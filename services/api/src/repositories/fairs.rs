//! Fair repository for database operations
//!
//! Creating a fair and changing its capacity run the stand allocator inside the
//! same transaction as the fair row write.

use anyhow::Result;
use sqlx::PgPool;
use tracing::info;
use uuid::Uuid;

use super::stands::PgStandStore;
use crate::{
    allocator::{self, AllocatorError, Reconciliation},
    models::fair::{CreateFairRequest, Fair, UpdateFairRequest},
};

const FAIR_COLUMNS: &str =
    "id, name, description, location, stand_capacity, is_active, created_at, updated_at";

/// Fair repository for database operations
#[derive(Clone)]
pub struct FairRepository {
    pool: PgPool,
}

impl FairRepository {
    /// Create a new fair repository
    pub fn new(pool: PgPool) -> Self {
        Self { pool }
    }

    /// Create a fair and its initial stands
    pub async fn create(
        &self,
        payload: &CreateFairRequest,
    ) -> Result<(Fair, Reconciliation), AllocatorError> {
        info!("Creating fair: {}", payload.name);

        let mut tx = self.pool.begin().await?;

        let fair = sqlx::query_as::<_, Fair>(&format!(
            r#"
            INSERT INTO fairs (name, description, location, stand_capacity)
            VALUES ($1, $2, $3, $4)
            RETURNING {FAIR_COLUMNS}
            "#
        ))
        .bind(&payload.name)
        .bind(&payload.description)
        .bind(&payload.location)
        .bind(payload.stand_capacity as i32)
        .fetch_one(&mut *tx)
        .await?;

        let mut store = PgStandStore::new(&mut tx);
        let stands =
            allocator::create_initial_stands(&mut store, fair.id, payload.stand_capacity).await?;

        tx.commit().await?;

        Ok((fair, stands))
    }

    /// Update a fair; a capacity change reconciles its stands in the same transaction
    ///
    /// Returns `NotFound` for a missing fair and `Conflict` when the new capacity
    /// would remove occupied stands. Either way nothing is committed.
    pub async fn update(
        &self,
        id: Uuid,
        payload: &UpdateFairRequest,
    ) -> Result<(Fair, Reconciliation), AllocatorError> {
        let mut tx = self.pool.begin().await?;

        let stands = match payload.stand_capacity {
            Some(capacity) => {
                let mut store = PgStandStore::new(&mut tx);
                allocator::adjust_stands_to_capacity(&mut store, id, capacity).await?
            }
            None => Reconciliation::default(),
        };

        let fair = sqlx::query_as::<_, Fair>(&format!(
            r#"
            UPDATE fairs
            SET name = COALESCE($2, name),
                description = COALESCE($3, description),
                location = COALESCE($4, location),
                stand_capacity = COALESCE($5, stand_capacity),
                updated_at = NOW()
            WHERE id = $1
            RETURNING {FAIR_COLUMNS}
            "#
        ))
        .bind(id)
        .bind(&payload.name)
        .bind(&payload.description)
        .bind(&payload.location)
        .bind(payload.stand_capacity.map(|c| c as i32))
        .fetch_optional(&mut *tx)
        .await?
        .ok_or(AllocatorError::NotFound(id))?;

        tx.commit().await?;

        info!("Updated fair {}", id);
        Ok((fair, stands))
    }

    /// Activate or deactivate a fair
    pub async fn set_active(&self, id: Uuid, is_active: bool) -> Result<Option<Fair>> {
        let fair = sqlx::query_as::<_, Fair>(&format!(
            r#"
            UPDATE fairs
            SET is_active = $2, updated_at = NOW()
            WHERE id = $1
            RETURNING {FAIR_COLUMNS}
            "#
        ))
        .bind(id)
        .bind(is_active)
        .fetch_optional(&self.pool)
        .await?;

        Ok(fair)
    }

    /// Get all fairs, newest first
    pub async fn get_all(&self) -> Result<Vec<Fair>> {
        let fairs = sqlx::query_as::<_, Fair>(&format!(
            "SELECT {FAIR_COLUMNS} FROM fairs ORDER BY created_at DESC"
        ))
        .fetch_all(&self.pool)
        .await?;

        Ok(fairs)
    }

    /// Find a fair by ID
    pub async fn find_by_id(&self, id: Uuid) -> Result<Option<Fair>> {
        let fair = sqlx::query_as::<_, Fair>(&format!(
            "SELECT {FAIR_COLUMNS} FROM fairs WHERE id = $1"
        ))
        .bind(id)
        .fetch_optional(&self.pool)
        .await?;

        Ok(fair)
    }

    /// Delete a fair together with its stands
    pub async fn delete(&self, id: Uuid) -> Result<bool> {
        let result = sqlx::query("DELETE FROM fairs WHERE id = $1")
            .bind(id)
            .execute(&self.pool)
            .await?;

        if result.rows_affected() > 0 {
            info!("Deleted fair {}", id);
        }

        Ok(result.rows_affected() > 0)
    }
}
++++++++++++++++++++
* [Instructions to follow]: Without altering a single word, transcribe the entries above.

* [Reply to the exercise]:
filename services/api/src/repositories/fairs.rs
//! Fair repository for database operations
//!
//! Creating a fair and changing its capacity run the stand allocator inside the
//! same transaction as the fair row write.

use anyhow::Result;
use sqlx::PgPool;
use tracing::info;
use uuid::Uuid;

use super::stands::PgStandStore;
use crate::{
    allocator::{self, AllocatorError, Reconciliation},
    models::fair::{CreateFairRequest, Fair, UpdateFairRequest},
};

const FAIR_COLUMNS: &str =
    "id, name, description, location, stand_capacity, is_active, created_at, updated_at";

/// Fair repository for database operations
#[derive(Clone)]
pub struct FairRepository {
    pool: PgPool,
}

impl FairRepository {
    /// Create a new fair repository
    pub fn new(pool: PgPool) -> Self {
        Self { pool }
    }

    /// Create a fair and its initial stands
    pub async fn create(
        &self,
        payload: &CreateFairRequest,
    ) -> Result<(Fair, Reconciliation), AllocatorError> {
        info!("Creating fair: {}", payload.name);

        let mut tx = self.pool.begin().await?;

        let fair = sqlx::query_as::<_, Fair>(&format!(
            r#"
            INSERT INTO fairs (name, description, location, stand_capacity)
            VALUES ($1, $2, $3, $4)
            RETURNING {FAIR_COLUMNS}
            "#
        ))
        .bind(&payload.name)
        .bind(&payload.description)
        .bind(&payload.location)
        .bind(payload.stand_capacity as i32)
        .fetch_one(&mut *tx)
        .await?;

        let mut store = PgStandStore::new(&mut tx);
        let stands =
            allocator::create_initial_stands(&mut store, fair.id, payload.stand_capacity).await?;

        tx.commit().await?;

        Ok((fair, stands))
    }

    /// Update a fair; a capacity change reconciles its stands in the same transaction
    ///
    /// Returns `NotFound` for a missing fair and `Conflict` when the new capacity
    /// would remove occupied stands. Either way nothing is committed.
    pub async fn update(
        &self,
        id: Uuid,
        payload: &UpdateFairRequest,
    ) -> Result<(Fair, Reconciliation), AllocatorError> {
        let mut tx = self.pool.begin().await?;

        let stands = match payload.stand_capacity {
            Some(capacity) => {
                let mut store = PgStandStore::new(&mut tx);
                allocator::adjust_stands_to_capacity(&mut store, id, capacity).await?
            }
            None => Reconciliation::default(),
        };

        let fair = sqlx::query_as::<_, Fair>(&format!(
            r#"
            UPDATE fairs
            SET name = COALESCE($2, name),
                description = COALESCE($3, description),
                location = COALESCE($4, location),
                stand_capacity = COALESCE($5, stand_capacity),
                updated_at = NOW()
            WHERE id = $1
            RETURNING {FAIR_COLUMNS}
            "#
        ))
        .bind(id)
        .bind(&payload.name)
        .bind(&payload.description)
        .bind(&payload.location)
        .bind(payload.stand_capacity.map(|c| c as i32))
        .fetch_optional(&mut *tx)
        .await?
        .ok_or(AllocatorError::NotFound(id))?;

        tx.commit().await?;

        info!("Updated fair {}", id);
        Ok((fair, stands))
    }

    /// Activate or deactivate a fair
    pub async fn set_active(&self, id: Uuid, is_active: bool) -> Result<Option<Fair>> {
        let fair = sqlx::query_as::<_, Fair>(&format!(
            r#"
            UPDATE fairs
            SET is_active = $2, updated_at = NOW()
            WHERE id = $1
            RETURNING {FAIR_COLUMNS}
            "#
        ))
        .bind(id)
        .bind(is_active)
        .fetch_optional(&self.pool)
        .await?;

        Ok(fair)
    }

    /// Get all fairs, newest first
    pub async fn get_all(&self) -> Result<Vec<Fair>> {
        let fairs = sqlx::query_as::<_, Fair>(&format!(
            "SELECT {FAIR_COLUMNS} FROM fairs ORDER BY created_at DESC"
        ))
        .fetch_all(&self.pool)
        .await?;

        Ok(fairs)
    }

    /// Find a fair by ID
    pub async fn find_by_id(&self, id: Uuid) -> Result<Option<Fair>> {
        let fair = sqlx::query_as::<_, Fair>(&format!(
            "SELECT {FAIR_COLUMNS} FROM fairs WHERE id = $1"
        ))
        .bind(id)
        .fetch_optional(&self.pool)
        .await?;

        Ok(fair)
    }

    /// Delete a fair together with its stands
    pub async fn delete(&self, id: Uuid) -> Result<bool> {
        let result = sqlx::query("DELETE FROM fairs WHERE id = $1")
            .bind(id)
            .execute(&self.pool)
            .await?;

        if result.rows_affected() > 0 {
            info!("Deleted fair {}", id);
        }

        Ok(result.rows_affected() > 0)
    }
}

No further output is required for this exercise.